Exercise materials ->
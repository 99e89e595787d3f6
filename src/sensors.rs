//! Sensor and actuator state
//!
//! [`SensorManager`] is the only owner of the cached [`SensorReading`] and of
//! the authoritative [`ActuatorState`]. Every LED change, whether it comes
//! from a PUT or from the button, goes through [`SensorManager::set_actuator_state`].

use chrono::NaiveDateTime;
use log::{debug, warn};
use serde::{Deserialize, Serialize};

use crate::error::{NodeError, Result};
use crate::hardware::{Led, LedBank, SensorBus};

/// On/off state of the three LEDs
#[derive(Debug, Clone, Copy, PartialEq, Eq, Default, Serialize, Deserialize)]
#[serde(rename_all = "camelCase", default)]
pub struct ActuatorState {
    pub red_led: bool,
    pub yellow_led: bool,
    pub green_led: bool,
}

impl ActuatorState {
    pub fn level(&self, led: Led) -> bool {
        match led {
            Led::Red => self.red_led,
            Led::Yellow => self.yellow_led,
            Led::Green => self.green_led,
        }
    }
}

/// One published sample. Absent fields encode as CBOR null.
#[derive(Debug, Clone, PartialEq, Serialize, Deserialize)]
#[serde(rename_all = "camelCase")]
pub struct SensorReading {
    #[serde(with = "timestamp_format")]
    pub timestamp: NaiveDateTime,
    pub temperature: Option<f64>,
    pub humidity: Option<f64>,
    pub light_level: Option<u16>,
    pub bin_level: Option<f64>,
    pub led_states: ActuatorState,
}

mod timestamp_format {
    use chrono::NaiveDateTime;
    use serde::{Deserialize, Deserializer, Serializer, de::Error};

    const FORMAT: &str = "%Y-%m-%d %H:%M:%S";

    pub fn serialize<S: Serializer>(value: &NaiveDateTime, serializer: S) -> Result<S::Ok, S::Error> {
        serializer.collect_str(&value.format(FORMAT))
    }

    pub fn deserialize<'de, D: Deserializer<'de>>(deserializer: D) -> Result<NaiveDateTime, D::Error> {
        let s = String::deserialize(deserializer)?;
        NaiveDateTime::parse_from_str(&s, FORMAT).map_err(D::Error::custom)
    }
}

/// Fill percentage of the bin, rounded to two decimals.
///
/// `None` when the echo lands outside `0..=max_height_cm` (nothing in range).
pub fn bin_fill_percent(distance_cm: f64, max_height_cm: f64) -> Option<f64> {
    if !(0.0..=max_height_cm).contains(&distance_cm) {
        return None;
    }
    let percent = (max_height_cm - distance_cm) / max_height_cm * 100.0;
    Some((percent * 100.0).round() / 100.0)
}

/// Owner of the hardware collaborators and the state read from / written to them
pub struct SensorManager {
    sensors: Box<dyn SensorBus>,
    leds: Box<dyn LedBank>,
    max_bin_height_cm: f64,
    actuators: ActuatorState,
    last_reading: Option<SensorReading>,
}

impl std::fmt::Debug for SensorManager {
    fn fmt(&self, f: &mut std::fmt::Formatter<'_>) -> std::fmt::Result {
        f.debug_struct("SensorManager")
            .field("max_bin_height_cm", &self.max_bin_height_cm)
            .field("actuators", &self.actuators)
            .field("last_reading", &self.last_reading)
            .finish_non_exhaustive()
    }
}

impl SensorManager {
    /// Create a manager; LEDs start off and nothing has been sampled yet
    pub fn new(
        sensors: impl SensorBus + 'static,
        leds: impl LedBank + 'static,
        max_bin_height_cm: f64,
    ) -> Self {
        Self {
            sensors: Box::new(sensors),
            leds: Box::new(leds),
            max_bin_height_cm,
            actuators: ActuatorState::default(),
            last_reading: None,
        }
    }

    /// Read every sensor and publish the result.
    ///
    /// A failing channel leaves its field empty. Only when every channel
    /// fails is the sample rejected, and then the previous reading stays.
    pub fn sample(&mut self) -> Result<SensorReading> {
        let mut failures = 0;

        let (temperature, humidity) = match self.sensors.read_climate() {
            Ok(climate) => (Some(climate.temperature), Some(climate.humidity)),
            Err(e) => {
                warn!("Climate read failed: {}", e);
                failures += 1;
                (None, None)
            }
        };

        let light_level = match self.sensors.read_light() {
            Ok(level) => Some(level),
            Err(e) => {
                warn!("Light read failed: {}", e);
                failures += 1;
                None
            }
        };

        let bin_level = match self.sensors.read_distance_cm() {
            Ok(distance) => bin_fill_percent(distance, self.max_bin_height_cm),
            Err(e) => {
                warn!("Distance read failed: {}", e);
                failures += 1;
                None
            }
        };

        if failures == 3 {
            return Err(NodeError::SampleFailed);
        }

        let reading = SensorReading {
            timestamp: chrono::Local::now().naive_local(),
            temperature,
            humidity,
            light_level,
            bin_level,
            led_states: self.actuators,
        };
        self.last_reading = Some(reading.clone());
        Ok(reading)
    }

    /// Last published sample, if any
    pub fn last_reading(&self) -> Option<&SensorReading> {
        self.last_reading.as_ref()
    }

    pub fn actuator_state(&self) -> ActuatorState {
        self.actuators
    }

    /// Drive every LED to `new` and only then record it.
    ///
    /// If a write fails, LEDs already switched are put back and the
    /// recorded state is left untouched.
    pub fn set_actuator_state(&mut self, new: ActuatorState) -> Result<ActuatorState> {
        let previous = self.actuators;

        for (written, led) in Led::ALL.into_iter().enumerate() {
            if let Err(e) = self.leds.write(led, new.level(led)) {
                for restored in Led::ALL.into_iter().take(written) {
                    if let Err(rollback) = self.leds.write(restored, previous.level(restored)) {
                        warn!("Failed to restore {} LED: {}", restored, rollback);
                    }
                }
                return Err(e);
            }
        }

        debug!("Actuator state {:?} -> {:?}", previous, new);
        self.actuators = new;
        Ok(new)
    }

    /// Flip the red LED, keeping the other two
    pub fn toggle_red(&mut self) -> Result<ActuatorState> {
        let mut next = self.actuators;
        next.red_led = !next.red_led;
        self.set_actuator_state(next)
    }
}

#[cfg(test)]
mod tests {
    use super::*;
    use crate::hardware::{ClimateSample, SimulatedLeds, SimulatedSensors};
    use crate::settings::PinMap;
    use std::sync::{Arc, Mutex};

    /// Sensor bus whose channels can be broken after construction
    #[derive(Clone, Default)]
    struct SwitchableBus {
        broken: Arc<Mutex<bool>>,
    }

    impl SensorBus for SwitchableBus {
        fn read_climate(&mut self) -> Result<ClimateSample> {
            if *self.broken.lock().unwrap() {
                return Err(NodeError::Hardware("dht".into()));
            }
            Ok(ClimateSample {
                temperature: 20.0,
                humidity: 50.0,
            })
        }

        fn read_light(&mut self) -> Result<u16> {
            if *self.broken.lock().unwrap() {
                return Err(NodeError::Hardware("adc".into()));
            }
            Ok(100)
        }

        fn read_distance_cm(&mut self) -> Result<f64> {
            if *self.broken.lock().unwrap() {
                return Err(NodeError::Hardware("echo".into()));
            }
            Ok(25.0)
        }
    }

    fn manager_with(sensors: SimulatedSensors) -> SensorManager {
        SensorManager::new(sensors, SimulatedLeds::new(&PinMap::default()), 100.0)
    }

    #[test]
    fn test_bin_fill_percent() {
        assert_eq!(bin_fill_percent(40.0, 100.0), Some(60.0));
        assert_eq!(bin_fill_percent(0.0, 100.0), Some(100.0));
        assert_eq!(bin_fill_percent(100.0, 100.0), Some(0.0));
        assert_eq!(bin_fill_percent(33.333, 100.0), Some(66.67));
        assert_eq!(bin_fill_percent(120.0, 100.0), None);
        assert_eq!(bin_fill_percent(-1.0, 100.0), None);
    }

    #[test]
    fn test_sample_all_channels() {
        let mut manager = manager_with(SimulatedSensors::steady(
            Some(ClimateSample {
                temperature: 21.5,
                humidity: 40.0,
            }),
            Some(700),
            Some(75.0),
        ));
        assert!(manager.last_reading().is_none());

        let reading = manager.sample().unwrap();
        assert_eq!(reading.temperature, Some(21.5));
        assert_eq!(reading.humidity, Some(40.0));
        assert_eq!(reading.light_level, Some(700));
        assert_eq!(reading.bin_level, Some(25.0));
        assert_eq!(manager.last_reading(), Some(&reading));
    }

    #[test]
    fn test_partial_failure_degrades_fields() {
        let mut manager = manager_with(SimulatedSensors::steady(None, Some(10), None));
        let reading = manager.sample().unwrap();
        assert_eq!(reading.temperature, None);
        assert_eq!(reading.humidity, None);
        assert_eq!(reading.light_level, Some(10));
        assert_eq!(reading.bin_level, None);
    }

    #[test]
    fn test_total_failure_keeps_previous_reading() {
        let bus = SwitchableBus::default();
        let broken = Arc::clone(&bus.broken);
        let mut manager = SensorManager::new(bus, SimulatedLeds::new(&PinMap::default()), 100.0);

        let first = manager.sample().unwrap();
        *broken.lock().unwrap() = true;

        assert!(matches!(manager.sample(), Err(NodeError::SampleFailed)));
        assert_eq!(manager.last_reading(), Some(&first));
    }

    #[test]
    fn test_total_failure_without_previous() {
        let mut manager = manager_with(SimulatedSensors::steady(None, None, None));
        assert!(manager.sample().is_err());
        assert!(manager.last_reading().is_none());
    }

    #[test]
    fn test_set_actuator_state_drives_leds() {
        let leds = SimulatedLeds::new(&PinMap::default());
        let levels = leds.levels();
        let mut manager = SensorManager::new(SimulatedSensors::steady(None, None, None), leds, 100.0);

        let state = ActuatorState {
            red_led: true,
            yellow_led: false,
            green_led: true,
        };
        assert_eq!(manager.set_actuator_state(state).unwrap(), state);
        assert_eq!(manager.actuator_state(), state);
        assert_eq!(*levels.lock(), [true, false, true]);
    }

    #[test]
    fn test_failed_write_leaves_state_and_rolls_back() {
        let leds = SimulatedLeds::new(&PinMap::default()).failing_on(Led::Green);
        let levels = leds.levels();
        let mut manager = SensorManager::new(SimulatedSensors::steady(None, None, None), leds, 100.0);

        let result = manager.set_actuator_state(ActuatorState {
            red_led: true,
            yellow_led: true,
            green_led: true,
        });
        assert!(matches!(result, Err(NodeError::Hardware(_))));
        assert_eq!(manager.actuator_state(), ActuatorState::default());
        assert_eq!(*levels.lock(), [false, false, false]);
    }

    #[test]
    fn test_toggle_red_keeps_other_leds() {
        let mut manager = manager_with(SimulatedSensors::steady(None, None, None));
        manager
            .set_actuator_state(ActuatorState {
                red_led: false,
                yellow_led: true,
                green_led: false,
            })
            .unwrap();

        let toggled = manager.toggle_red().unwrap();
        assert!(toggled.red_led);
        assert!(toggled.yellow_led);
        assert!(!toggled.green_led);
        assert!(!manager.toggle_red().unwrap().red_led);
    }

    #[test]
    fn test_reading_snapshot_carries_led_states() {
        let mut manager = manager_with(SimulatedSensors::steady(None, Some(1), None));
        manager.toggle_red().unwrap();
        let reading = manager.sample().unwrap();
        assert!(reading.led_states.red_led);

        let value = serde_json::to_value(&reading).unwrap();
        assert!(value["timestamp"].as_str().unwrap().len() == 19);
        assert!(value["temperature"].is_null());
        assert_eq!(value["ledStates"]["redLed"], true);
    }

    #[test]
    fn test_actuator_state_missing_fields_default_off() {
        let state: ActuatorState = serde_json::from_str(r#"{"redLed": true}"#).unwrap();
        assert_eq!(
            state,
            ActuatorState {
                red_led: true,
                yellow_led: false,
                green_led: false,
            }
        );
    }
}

--

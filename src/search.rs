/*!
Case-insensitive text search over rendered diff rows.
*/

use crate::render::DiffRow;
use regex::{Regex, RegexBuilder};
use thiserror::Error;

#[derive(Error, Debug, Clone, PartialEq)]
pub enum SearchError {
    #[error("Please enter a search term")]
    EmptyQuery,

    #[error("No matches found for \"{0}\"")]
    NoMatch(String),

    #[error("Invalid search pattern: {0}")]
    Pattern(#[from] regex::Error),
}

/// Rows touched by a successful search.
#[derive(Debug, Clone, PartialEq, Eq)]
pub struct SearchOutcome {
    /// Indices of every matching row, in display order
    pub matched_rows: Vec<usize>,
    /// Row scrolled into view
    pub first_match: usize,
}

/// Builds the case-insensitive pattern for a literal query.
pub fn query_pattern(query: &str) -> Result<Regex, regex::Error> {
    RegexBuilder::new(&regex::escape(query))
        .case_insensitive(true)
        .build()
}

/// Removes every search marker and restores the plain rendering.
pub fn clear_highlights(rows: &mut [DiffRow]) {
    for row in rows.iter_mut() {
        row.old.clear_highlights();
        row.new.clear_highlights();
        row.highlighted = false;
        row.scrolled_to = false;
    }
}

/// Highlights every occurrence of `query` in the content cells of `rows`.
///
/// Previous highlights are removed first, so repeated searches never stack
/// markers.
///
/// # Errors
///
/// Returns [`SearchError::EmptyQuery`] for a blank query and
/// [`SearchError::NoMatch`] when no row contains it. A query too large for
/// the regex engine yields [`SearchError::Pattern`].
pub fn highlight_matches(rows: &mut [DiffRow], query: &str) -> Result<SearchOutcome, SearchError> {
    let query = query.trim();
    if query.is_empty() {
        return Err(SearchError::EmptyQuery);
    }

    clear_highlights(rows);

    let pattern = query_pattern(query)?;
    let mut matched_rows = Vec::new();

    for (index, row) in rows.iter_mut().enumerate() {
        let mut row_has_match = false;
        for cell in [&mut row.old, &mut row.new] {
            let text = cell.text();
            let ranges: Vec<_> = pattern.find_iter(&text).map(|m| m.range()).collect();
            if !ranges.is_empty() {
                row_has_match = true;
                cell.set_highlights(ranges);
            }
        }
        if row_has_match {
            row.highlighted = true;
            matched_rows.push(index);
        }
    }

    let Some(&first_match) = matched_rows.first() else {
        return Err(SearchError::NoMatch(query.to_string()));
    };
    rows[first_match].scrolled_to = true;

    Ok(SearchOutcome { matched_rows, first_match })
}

--

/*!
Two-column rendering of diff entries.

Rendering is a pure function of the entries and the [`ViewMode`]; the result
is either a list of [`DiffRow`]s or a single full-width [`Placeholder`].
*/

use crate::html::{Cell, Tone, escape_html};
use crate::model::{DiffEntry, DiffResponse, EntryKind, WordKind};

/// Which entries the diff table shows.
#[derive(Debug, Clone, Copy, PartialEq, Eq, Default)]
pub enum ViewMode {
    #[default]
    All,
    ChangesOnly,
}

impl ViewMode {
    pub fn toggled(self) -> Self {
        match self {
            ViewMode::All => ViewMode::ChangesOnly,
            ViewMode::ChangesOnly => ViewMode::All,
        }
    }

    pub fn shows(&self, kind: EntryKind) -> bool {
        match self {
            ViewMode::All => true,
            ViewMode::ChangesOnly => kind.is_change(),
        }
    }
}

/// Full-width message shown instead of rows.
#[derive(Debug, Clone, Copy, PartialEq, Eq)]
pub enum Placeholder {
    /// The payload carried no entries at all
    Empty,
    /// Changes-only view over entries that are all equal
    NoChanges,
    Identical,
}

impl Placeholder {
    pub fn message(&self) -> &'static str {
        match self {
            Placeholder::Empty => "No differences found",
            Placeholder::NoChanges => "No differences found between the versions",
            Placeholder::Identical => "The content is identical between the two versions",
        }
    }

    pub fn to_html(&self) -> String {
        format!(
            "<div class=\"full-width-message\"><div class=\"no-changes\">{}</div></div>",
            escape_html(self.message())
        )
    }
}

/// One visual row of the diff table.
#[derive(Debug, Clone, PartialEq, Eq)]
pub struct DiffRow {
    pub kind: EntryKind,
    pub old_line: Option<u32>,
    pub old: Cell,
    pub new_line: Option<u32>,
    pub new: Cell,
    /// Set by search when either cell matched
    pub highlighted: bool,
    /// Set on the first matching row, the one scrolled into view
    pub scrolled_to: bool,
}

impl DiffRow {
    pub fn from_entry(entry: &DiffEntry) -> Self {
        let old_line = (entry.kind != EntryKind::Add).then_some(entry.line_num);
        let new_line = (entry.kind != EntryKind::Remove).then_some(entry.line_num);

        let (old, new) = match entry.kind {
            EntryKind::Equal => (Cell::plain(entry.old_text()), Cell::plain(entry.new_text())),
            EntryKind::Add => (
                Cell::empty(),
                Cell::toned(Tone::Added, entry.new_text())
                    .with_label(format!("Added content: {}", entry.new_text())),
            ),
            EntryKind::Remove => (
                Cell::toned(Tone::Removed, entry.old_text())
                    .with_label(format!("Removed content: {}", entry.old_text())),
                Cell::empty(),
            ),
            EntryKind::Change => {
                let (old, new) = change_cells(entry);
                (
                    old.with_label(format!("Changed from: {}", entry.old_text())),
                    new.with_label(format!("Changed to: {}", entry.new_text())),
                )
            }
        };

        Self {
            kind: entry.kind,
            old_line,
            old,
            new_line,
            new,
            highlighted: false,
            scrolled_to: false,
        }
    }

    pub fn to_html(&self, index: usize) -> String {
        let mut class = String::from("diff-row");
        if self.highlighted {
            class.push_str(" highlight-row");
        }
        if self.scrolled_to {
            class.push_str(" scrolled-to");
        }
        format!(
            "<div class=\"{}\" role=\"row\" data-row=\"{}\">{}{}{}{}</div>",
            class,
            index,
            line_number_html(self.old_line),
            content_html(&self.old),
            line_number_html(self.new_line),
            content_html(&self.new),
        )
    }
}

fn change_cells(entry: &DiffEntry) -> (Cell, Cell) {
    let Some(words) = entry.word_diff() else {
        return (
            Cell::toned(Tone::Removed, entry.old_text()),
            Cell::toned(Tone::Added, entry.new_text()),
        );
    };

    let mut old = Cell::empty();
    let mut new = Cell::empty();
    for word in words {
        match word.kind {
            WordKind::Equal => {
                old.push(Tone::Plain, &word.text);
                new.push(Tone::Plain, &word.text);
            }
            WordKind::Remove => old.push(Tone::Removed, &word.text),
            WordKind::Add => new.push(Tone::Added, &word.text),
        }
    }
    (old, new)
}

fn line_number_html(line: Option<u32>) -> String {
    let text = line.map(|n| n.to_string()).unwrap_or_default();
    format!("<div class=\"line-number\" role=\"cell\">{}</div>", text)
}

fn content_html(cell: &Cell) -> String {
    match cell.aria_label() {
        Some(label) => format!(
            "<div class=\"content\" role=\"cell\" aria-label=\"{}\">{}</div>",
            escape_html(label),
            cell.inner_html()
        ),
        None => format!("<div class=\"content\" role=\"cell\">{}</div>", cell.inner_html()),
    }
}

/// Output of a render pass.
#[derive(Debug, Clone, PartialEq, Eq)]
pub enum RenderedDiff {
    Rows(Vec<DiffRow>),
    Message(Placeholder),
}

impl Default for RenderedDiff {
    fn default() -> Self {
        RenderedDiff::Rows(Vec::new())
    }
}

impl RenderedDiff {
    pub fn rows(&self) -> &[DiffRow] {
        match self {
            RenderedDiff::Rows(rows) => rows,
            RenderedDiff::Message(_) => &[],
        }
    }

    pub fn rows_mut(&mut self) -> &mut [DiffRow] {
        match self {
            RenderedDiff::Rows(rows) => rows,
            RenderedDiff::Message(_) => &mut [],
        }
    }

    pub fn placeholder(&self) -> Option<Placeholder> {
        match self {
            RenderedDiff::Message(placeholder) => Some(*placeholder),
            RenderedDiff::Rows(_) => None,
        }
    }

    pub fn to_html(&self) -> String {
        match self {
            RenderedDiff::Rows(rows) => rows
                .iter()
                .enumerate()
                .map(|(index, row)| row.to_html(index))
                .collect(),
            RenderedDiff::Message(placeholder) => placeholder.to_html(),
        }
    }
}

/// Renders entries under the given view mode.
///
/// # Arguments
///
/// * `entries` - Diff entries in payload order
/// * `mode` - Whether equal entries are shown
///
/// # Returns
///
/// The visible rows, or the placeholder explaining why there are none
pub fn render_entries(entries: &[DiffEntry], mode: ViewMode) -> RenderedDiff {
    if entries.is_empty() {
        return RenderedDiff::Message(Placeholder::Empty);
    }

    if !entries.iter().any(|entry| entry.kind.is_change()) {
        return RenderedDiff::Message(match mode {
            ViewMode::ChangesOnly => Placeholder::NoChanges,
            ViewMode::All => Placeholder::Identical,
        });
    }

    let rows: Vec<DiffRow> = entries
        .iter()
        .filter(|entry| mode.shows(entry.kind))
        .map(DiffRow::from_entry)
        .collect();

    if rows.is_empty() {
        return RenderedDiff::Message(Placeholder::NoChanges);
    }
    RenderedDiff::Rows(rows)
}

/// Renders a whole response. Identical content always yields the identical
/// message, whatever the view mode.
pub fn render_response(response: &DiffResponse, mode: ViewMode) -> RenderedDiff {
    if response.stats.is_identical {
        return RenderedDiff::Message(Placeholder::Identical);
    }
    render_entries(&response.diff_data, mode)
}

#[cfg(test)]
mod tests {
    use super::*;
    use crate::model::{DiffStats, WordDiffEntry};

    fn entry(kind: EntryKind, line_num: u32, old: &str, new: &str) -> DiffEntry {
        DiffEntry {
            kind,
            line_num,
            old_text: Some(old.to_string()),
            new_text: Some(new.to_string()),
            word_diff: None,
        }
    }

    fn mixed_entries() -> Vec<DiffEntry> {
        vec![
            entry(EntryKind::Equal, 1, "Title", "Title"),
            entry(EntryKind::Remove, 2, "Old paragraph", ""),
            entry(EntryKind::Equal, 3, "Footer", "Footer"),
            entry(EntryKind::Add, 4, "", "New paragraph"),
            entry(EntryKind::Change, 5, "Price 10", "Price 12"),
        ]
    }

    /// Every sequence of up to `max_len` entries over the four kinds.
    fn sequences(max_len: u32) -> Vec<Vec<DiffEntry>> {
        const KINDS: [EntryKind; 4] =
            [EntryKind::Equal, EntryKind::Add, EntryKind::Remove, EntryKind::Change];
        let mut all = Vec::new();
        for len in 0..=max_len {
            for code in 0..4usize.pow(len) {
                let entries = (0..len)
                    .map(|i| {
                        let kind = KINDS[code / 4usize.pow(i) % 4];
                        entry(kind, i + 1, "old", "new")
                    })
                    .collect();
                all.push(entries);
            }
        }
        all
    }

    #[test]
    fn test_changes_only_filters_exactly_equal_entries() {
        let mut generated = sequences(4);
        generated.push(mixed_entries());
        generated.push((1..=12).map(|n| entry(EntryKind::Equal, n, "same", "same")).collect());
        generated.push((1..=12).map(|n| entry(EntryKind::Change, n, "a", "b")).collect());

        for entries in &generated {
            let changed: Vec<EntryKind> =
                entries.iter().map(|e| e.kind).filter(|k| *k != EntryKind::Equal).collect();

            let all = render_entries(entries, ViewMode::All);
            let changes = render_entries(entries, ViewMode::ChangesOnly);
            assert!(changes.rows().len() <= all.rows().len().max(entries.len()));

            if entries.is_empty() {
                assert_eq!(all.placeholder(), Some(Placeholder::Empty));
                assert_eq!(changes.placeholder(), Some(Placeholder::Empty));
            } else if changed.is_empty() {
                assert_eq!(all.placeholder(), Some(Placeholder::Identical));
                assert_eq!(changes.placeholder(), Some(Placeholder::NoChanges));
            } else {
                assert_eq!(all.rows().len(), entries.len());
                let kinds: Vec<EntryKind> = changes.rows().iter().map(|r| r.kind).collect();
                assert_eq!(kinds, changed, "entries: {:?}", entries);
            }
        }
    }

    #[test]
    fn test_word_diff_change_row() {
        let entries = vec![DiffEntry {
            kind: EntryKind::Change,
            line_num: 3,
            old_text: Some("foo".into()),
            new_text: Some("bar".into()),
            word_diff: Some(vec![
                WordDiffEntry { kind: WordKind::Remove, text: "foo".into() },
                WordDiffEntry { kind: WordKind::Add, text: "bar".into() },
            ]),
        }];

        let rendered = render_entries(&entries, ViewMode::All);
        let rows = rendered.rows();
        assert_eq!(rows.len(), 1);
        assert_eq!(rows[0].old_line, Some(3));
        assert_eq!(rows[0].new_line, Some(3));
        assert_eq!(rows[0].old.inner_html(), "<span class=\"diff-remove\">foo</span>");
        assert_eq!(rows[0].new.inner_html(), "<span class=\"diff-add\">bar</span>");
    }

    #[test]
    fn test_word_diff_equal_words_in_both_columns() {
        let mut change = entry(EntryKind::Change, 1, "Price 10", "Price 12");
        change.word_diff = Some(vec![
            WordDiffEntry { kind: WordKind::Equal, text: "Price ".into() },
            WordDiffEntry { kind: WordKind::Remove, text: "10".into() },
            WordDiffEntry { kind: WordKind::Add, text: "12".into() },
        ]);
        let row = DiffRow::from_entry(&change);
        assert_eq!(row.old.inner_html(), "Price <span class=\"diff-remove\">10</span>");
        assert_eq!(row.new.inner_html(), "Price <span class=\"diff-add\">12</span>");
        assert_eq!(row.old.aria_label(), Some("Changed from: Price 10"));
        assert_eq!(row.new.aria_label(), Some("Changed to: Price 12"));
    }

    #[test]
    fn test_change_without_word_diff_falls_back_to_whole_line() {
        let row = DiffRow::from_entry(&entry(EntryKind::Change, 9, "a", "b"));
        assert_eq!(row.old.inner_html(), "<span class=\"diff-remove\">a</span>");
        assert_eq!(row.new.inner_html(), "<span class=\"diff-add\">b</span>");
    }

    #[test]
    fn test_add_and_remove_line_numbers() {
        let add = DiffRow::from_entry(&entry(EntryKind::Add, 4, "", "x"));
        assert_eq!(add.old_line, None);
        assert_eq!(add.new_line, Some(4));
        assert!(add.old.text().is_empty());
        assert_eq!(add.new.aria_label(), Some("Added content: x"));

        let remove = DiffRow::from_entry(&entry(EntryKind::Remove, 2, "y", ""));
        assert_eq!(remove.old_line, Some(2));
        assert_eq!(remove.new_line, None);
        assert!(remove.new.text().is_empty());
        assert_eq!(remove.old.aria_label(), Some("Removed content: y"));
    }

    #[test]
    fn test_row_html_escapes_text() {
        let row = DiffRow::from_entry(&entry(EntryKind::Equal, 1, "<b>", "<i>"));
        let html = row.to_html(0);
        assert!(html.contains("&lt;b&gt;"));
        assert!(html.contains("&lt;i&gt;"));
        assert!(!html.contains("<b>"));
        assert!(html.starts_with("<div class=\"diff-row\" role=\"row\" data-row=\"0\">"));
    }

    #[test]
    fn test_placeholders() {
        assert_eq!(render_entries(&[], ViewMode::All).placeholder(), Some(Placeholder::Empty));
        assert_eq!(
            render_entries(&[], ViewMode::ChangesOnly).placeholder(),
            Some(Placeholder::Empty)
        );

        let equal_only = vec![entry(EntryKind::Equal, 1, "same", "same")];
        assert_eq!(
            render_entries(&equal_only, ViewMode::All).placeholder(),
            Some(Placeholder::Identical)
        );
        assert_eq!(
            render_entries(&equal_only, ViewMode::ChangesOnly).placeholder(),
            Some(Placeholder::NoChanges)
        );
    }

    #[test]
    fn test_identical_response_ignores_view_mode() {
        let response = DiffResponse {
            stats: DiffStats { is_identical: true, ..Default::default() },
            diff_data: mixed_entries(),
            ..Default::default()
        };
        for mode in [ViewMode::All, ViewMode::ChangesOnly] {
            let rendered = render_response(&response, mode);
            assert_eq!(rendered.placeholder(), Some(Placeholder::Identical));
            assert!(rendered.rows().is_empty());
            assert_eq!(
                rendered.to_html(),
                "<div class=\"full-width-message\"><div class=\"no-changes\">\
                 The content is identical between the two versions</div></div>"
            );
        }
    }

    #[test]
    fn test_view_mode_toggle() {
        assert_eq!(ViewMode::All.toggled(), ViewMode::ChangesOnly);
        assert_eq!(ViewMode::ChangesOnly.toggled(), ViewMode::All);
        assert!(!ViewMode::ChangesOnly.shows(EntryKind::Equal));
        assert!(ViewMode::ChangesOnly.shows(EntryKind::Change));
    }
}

About this exercise ->
Retype, exactly and in full, the lines above from the one containing "repository 99e89e595787d3f6" through the one containing "(nothing in range).".

Exercise solution ->
repository 99e89e595787d3f6
filename src/sensors.rs
//! Sensor and actuator state
//!
//! [`SensorManager`] is the only owner of the cached [`SensorReading`] and of
//! the authoritative [`ActuatorState`]. Every LED change, whether it comes
//! from a PUT or from the button, goes through [`SensorManager::set_actuator_state`].

use chrono::NaiveDateTime;
use log::{debug, warn};
use serde::{Deserialize, Serialize};

use crate::error::{NodeError, Result};
use crate::hardware::{Led, LedBank, SensorBus};

/// On/off state of the three LEDs
#[derive(Debug, Clone, Copy, PartialEq, Eq, Default, Serialize, Deserialize)]
#[serde(rename_all = "camelCase", default)]
pub struct ActuatorState {
    pub red_led: bool,
    pub yellow_led: bool,
    pub green_led: bool,
}

impl ActuatorState {
    pub fn level(&self, led: Led) -> bool {
        match led {
            Led::Red => self.red_led,
            Led::Yellow => self.yellow_led,
            Led::Green => self.green_led,
        }
    }
}

/// One published sample. Absent fields encode as CBOR null.
#[derive(Debug, Clone, PartialEq, Serialize, Deserialize)]
#[serde(rename_all = "camelCase")]
pub struct SensorReading {
    #[serde(with = "timestamp_format")]
    pub timestamp: NaiveDateTime,
    pub temperature: Option<f64>,
    pub humidity: Option<f64>,
    pub light_level: Option<u16>,
    pub bin_level: Option<f64>,
    pub led_states: ActuatorState,
}

mod timestamp_format {
    use chrono::NaiveDateTime;
    use serde::{Deserialize, Deserializer, Serializer, de::Error};

    const FORMAT: &str = "%Y-%m-%d %H:%M:%S";

    pub fn serialize<S: Serializer>(value: &NaiveDateTime, serializer: S) -> Result<S::Ok, S::Error> {
        serializer.collect_str(&value.format(FORMAT))
    }

    pub fn deserialize<'de, D: Deserializer<'de>>(deserializer: D) -> Result<NaiveDateTime, D::Error> {
        let s = String::deserialize(deserializer)?;
        NaiveDateTime::parse_from_str(&s, FORMAT).map_err(D::Error::custom)
    }
}

/// Fill percentage of the bin, rounded to two decimals.
///
/// `None` when the echo lands outside `0..=max_height_cm` (nothing in range).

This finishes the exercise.